I wouldnt use that then since alot of mine feed everyday....apart from snakies anyway.
I paid 20 quid for a beardie, 3 frogs and a tarantula for 3 weeks in Petwise near me.
and thats only a fraction of my collection...so i used this guy, i couldnt afford it.


----------



## arm2010 (Jun 2, 2005)

Maybe some pictures of your facilities would help more than reps , people can see where and how their reps are being boarded. :2thumb:


----------



## hutch (Nov 10, 2009)

Fantastic idea!! now move to the midlands lol...... Seriously its a big concern of mine, not so much my cresties as they are relativly easy but my BD is so high maintenance I dont think I'm going anywhere this year :-(


----------



## suez (Jul 8, 2007)

great idea .i think pictures of the enclosures on your site may be a good idea: victory:


----------



## Dead Out Reptiles (May 2, 2009)

alot of snakes take RATS not mice unless your only wanting to care for 3ft snakes


----------



## rainyhex (Dec 30, 2008)

Fantastic, Just with you were closer to us! We are off on holiday for two weeks at the end of March, and needed somewhere for our Beardie and Gecko to stay. My parents offered, but as Beardie is only 4 months now, and they aren't used to reptiles, I decided to get a professional to do it. They are going to be 'hospitalised' at an excellent reptile vet 40 miles away from us, for the 17 days they need boarding. It is £5 per animal per night, so that's £170! Still, its worth it if they are well cared for. 

I bet its an enjoyable job, spending time with all kind of reptiles, and a service which needs to be more available up here lol.


----------



## kizzy21_uk (Sep 6, 2008)

thanx for all ur nice comments we kinda in the process of adjusting the site to add enclosure pictures.

i do enjoy doing it i would love to do it full time but we dont have the space also ppl dont go on holiday all the time.xxx


----------



## kizzy21_uk (Sep 6, 2008)

thanx for all ur comments.
we are currently in the process of putting pictures on the website of the enclosure.
also most the snake i board do eat mice but i can get rat at a slightly bigger cost.
and yes £3 per day per viv plus food on top or some ppl bring there own food and therefore i dont charge for food.x


----------



## kizzy21_uk (Sep 6, 2008)

i agree ppl wiv massive collections it probably would be expensive but for the ppl i do board for that only have a few it works out well for them. also its like £2 a tub but some animals yes do need feeding everyday but wouldnt eaten a whole tub in a day so the food cost could be spread over days ect..... does that make sense?????


----------



## kizzy21_uk (Sep 6, 2008)

*Boarding Holiday*

Neone interested......

www.reptileretreat.co.uk

thanx.xx


----------



## kizzy21_uk (Sep 6, 2008)

*Boarding Holiday*

Neone interested......

www.reptileretreat.co.uk

thanx.xx


----------



## AnythingWithAShell (Apr 14, 2009)

Good idea, website's nice too  You should pop some pics up of the boarding enclosures as well though. Do you have outside enclosures for boarding torts in the summer? And it might be worthwhile stating that torts won't be fed purely salad as many keepers won't be satisfied at all with that.

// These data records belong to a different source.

impl ClientStore {
    pub fn new(
        ctx: EngineContext,
        events: Arc<dyn DocumentEventSource>,
        scheduler: DebounceScheduler,
    ) -> Self {
        Self {
            ctx,
            events,
            scheduler,
            senders: RwLock::new(HashMap::new()),
            receivers: RwLock::new(HashMap::new()),
        }
    }

    pub fn document_name(&self) -> String {
        self.ctx.document.name()
    }

    // -----------------------------------------------------------------------
    // Lifecycle
    // -----------------------------------------------------------------------

    /// Create a stream named `name`, track `objects` on it and arm its timer.
    pub async fn add_sender(
        &self,
        name: &str,
        objects: &[ObjectId],
    ) -> Result<Arc<SenderEngine>, RuntimeError> {
        let engine = Arc::new(SenderEngine::create(self.ctx.clone(), name).await?);
        self.wire_sender(&engine);
        engine.add_tracked_objects(objects)?;
        self.scheduler.signal(&engine.client().stream_id);
        tracing::info!(
            client = %engine.client().client_id,
            stream = %engine.client().stream_id,
            objects = objects.len(),
            "sender added",
        );
        self.senders
            .write()
            .await
            .insert(engine.client().client_id.clone(), engine.clone());
        Ok(engine)
    }

    pub async fn add_receiver(&self, stream_id: &StreamId) -> Result<Arc<ReceiverEngine>, RuntimeError> {
        let (engine, feed) = ReceiverEngine::create(self.ctx.clone(), stream_id).await?;
        let engine = Arc::new(engine);
        self.attach_receiver(engine.clone(), feed).await;
        tracing::info!(
            client = %engine.client().client_id,
            stream = %stream_id,
            "receiver added",
        );
        Ok(engine)
    }

    /// Dispose a client and forget it. `delete` strips a sender's tags.
    pub async fn remove_client(&self, client_id: &ClientId, delete: bool) -> Result<(), RuntimeError> {
        if let Some(engine) = self.senders.write().await.remove(client_id) {
            self.scheduler.disarm(&engine.client().stream_id);
            engine.dispose(delete)?;
            tracing::info!(client = %client_id, delete, "sender removed");
            return Ok(());
        }
        if let Some(slot) = self.receivers.write().await.remove(client_id) {
            slot.feed.abort();
            slot.engine.dispose();
            tracing::info!(client = %client_id, "receiver removed");
            return Ok(());
        }
        Err(RuntimeError::ClientNotFound(client_id.clone()))
    }

    /// Dispose every client without deleting anything from the document.
    pub async fn dispose_all(&self) {
        for (client_id, engine) in self.senders.write().await.drain() {
            self.scheduler.disarm(&engine.client().stream_id);
            if let Err(err) = engine.dispose(false) {
                tracing::warn!(client = %client_id, error = %err, "sender dispose failed");
            }
        }
        for (_, slot) in self.receivers.write().await.drain() {
            slot.feed.abort();
            slot.engine.dispose();
        }
    }

    fn wire_sender(&self, engine: &Arc<SenderEngine>) {
        let weak = Arc::downgrade(engine);
        let scheduler = self.scheduler.clone();
        let tracker = ChangeTracker::new(engine.client().stream_id.clone());
        let subscription = tracker.attach(self.events.as_ref(), move |stream, event| {
            let Some(engine) = weak.upgrade() else {
                return;
            };
            if engine.accept_change() && scheduler.signal(stream) {
                tracing::debug!(stream = %stream, event = event.kind(), "debounce armed");
            }
        });
        engine.attach_subscription(subscription);
    }

    /// Drain the feed the engine opened before its first pull, so updates
    /// that landed during that pull are applied too.
    async fn attach_receiver(&self, engine: Arc<ReceiverEngine>, feed: MessageFeed) {
        let client_id = engine.client().client_id.clone();
        let task = tokio::spawn(pump_feed(engine.clone(), feed));
        self.receivers.write().await.insert(
            client_id,
            ReceiverSlot {
                engine,
                feed: task,
            },
        );
    }

    // -----------------------------------------------------------------------
    // Debounce expirations
    // -----------------------------------------------------------------------

    pub async fn sender_for_stream(&self, stream_id: &StreamId) -> Option<Arc<SenderEngine>> {
        self.senders
            .read()
            .await
            .values()
            .find(|engine| &engine.client().stream_id == stream_id)
            .cloned()
    }

    /// Run the debounced cycle of the sender attached to `stream_id`.
    pub async fn on_debounce(&self, stream_id: &StreamId) -> Result<TriggerOutcome, RuntimeError> {
        let engine = self
            .sender_for_stream(stream_id)
            .await
            .ok_or_else(|| RuntimeError::StreamNotTracked(stream_id.clone()))?;
        Ok(engine.trigger().await)
    }

    // -----------------------------------------------------------------------
    // Lookup
    // -----------------------------------------------------------------------

    pub async fn sender(&self, client_id: &ClientId) -> Result<Arc<SenderEngine>, RuntimeError> {
        if let Some(engine) = self.senders.read().await.get(client_id) {
            return Ok(engine.clone());
        }
        if self.receivers.read().await.contains_key(client_id) {
            return Err(RuntimeError::WrongRole(client_id.clone(), "sender"));
        }
        Err(RuntimeError::ClientNotFound(client_id.clone()))
    }

    pub async fn receiver(&self, client_id: &ClientId) -> Result<Arc<ReceiverEngine>, RuntimeError> {
        if let Some(slot) = self.receivers.read().await.get(client_id) {
            return Ok(slot.engine.clone());
        }
        if self.senders.read().await.contains_key(client_id) {
            return Err(RuntimeError::WrongRole(client_id.clone(), "receiver"));
        }
        Err(RuntimeError::ClientNotFound(client_id.clone()))
    }

    async fn role_of(&self, client_id: &ClientId) -> Result<ClientRole, RuntimeError> {
        if self.senders.read().await.contains_key(client_id) {
            return Ok(ClientRole::Sender);
        }
        if self.receivers.read().await.contains_key(client_id) {
            return Ok(ClientRole::Receiver);
        }
        Err(RuntimeError::ClientNotFound(client_id.clone()))
    }

    /// Every client, ordered by client id.
    pub async fn list(&self) -> Vec<ClientSummary> {
        let mut rows: Vec<ClientSummary> = self
            .senders
            .read()
            .await
            .values()
            .map(|engine| ClientSummary {
                client: engine.client().clone(),
                paused: engine.is_paused(),
                visible: engine.is_visible(),
                state: Some(engine.state()),
                objects: engine.tracked_objects().len(),
            })
            .collect();
        rows.extend(self.receivers.read().await.values().map(|slot| ClientSummary {
            client: slot.engine.client().clone(),
            paused: slot.engine.is_paused(),
            visible: slot.engine.is_visible(),
            state: None,
            objects: slot.engine.display().len(),
        }));
        rows.sort_by(|a, b| a.client.client_id.cmp(&b.client.client_id));
        rows
    }

    // -----------------------------------------------------------------------
    // Host commands
    // -----------------------------------------------------------------------

    pub async fn handle_command(&self, command: HostCommand) -> Result<Value, RuntimeError> {
        match command {
            HostCommand::AddSender { name, objects } => {
                let engine = self.add_sender(&name, &objects).await?;
                Ok(json!({ "client": engine.client(), "stream": engine.snapshot() }))
            }
            HostCommand::AddReceiver { stream_id } => {
                let engine = self.add_receiver(&stream_id).await?;
                Ok(json!({
                    "client": engine.client(),
                    "stream": engine.snapshot(),
                    "objects": engine.display().len(),
                }))
            }
            HostCommand::RemoveClient { client_id, delete } => {
                self.remove_client(&client_id, delete).await?;
                Ok(json!({ "removed": client_id }))
            }
            HostCommand::ForceUpdate { client_id } => {
                let engine = self.sender(&client_id).await?;
                outcome_value(engine.force_update().await)
            }
            HostCommand::TogglePaused { client_id, paused } => {
                match self.role_of(&client_id).await? {
                    ClientRole::Sender => self.sender(&client_id).await?.toggle_paused(paused),
                    ClientRole::Receiver => self.receiver(&client_id).await?.toggle_paused(paused),
                }
                Ok(json!({ "paused": paused }))
            }
            HostCommand::ToggleVisibility { client_id, visible } => {
                match self.role_of(&client_id).await? {
                    ClientRole::Sender => self.sender(&client_id).await?.toggle_visibility(visible),
                    ClientRole::Receiver => {
                        self.receiver(&client_id).await?.toggle_visibility(visible)
                    }
                }
                Ok(json!({ "visible": visible }))
            }
            HostCommand::ToggleLayerHover {
                client_id,
                layer_id,
                on,
            } => {
                match self.role_of(&client_id).await? {
                    ClientRole::Sender => self
                        .sender(&client_id)
                        .await?
                        .toggle_layer_hover(&layer_id, on)?,
                    ClientRole::Receiver => self
                        .receiver(&client_id)
                        .await?
                        .toggle_layer_hover(&layer_id, on)?,
                }
                Ok(json!({ "layer": layer_id, "on": on }))
            }
            HostCommand::ToggleLayerVisibility {
                client_id,
                layer_id,
                visible,
            } => {
                match self.role_of(&client_id).await? {
                    ClientRole::Sender => self
                        .sender(&client_id)
                        .await?
                        .toggle_layer_visibility(&layer_id, visible)?,
                    ClientRole::Receiver => self
                        .receiver(&client_id)
                        .await?
                        .toggle_layer_visibility(&layer_id, visible)?,
                }
                Ok(json!({ "layer": layer_id, "visible": visible }))
            }
            HostCommand::Bake { client_id } => {
                let report = self.receiver(&client_id).await?.bake()?;
                Ok(serde_json::to_value(report)?)
            }
            HostCommand::BakeLayer {
                client_id,
                layer_id,
            } => {
                let report = self.receiver(&client_id).await?.bake_layer(&layer_id)?;
                Ok(serde_json::to_value(report)?)
            }
            HostCommand::AddObjects { client_id, objects } => {
                let tagged = self.sender(&client_id).await?.add_tracked_objects(&objects)?;
                Ok(json!({ "tagged": tagged }))
            }
            HostCommand::RemoveObjects { client_id, objects } => {
                let untagged = self
                    .sender(&client_id)
                    .await?
                    .remove_tracked_objects(&objects)?;
                Ok(json!({ "untagged": untagged }))
            }
            HostCommand::ListClients => Ok(serde_json::to_value(self.list().await)?),
        }
    }

    // -----------------------------------------------------------------------
    // Sessions
    // -----------------------------------------------------------------------

    /// Persist every client of this document under `home`.
    pub async fn save_session_at(&self, home: &Path) -> Result<usize, RuntimeError> {
        let clients: Vec<ClientSnapshot> = self
            .list()
            .await
            .into_iter()
            .map(|row| ClientSnapshot {
                client: row.client,
                paused: row.paused,
                visible: row.visible,
            })
            .collect();
        let count = clients.len();
        session::save_at(home, &SessionFile::new(self.document_name(), clients))?;
        tracing::info!(document = %self.document_name(), clients = count, "session saved");
        Ok(count)
    }

    /// Reconnect every client saved for this document. A client whose
    /// stream can no longer be reached is skipped with a warning.
    pub async fn restore_session_at(&self, home: &Path) -> Result<usize, RuntimeError> {
        let saved = session::load_at(home, &self.document_name())?;
        let mut restored = 0;
        for snapshot in &saved.clients {
            let result = match snapshot.client.role {
                ClientRole::Sender => self.restore_sender(snapshot).await,
                ClientRole::Receiver => self.restore_receiver(snapshot).await,
            };
            match result {
                Ok(()) => restored += 1,
                Err(err) => tracing::warn!(
                    client = %snapshot.client.client_id,
                    stream = %snapshot.client.stream_id,
                    error = %err,
                    "could not restore client",
                ),
            }
        }
        tracing::info!(document = %saved.document, restored, "session restored");
        Ok(restored)
    }

    async fn restore_sender(&self, snapshot: &ClientSnapshot) -> Result<(), RuntimeError> {
        let engine = Arc::new(SenderEngine::restore(self.ctx.clone(), snapshot).await?);
        self.wire_sender(&engine);
        self.senders
            .write()
            .await
            .insert(engine.client().client_id.clone(), engine);
        Ok(())
    }

    async fn restore_receiver(&self, snapshot: &ClientSnapshot) -> Result<(), RuntimeError> {
        let (engine, feed) = ReceiverEngine::restore(self.ctx.clone(), snapshot).await?;
        self.attach_receiver(Arc::new(engine), feed).await;
        Ok(())
    }
}
//! layersync core library: domain types, document abstraction, persistence.
//!
//! - [`types`]: stream payloads, ids, client state
//! - [`document`]: the document-context handle and its event source
//! - [`memory`]: in-memory document used by tests and loopback setups
//! - [`config`]: [`SyncConfig`] tunables
//! - [`session`]: per-document client persistence
//! - [`error`]: [`SessionError`], [`DocumentError`]

pub mod config;
pub mod document;
pub mod error;
pub mod memory;
pub mod paths;
pub mod session;
pub mod types;

pub use config::SyncConfig;
pub use document::{
    Document, DocumentEvent, DocumentEventSource, DocumentObject, DocumentSettings, Geometry,
    Layer, NewLayer, ObjectAttributes, Subscription, TrackingTag,
};
pub use error::{DocumentError, SessionError};
pub use memory::MemoryDocument;
pub use types::{
    BaseProperties, ClientHandle, ClientId, ClientRole, ClientSnapshot, Color, ContentHash,
    LayerColor, LayerDescriptor, ObjectId, ObjectRef, PortableObject, RemoteId, StreamId,
    StreamSnapshot, SyncState, LAYER_PATH_SEPARATOR,
};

Edit: Also, your method of cleaning and sanitising in between boarders (especially different species), people would probably want to know that. Is this why you were asking about disinfectants?


----------



## kevchandler (Jul 14, 2008)

Just like to say that your price's are fine as most reptile out lets charge £4+.So i think you have a great idea...hope it works well for you.


----------



## kizzy21_uk (Sep 6, 2008)

thats kool im currently in the process of adding pictures of the site, also i have a small enclosure at the momment in the garden for torts in the summer when the weather gets better were looking to add a few more.

as for cleaning i clean after every boarder goes home i use either f10 or trigene.
i completely scrub every including decor, bowls ect

as for feeding i will feed watever the customers want me to feed i have some weeds growing and they can bring other stuff.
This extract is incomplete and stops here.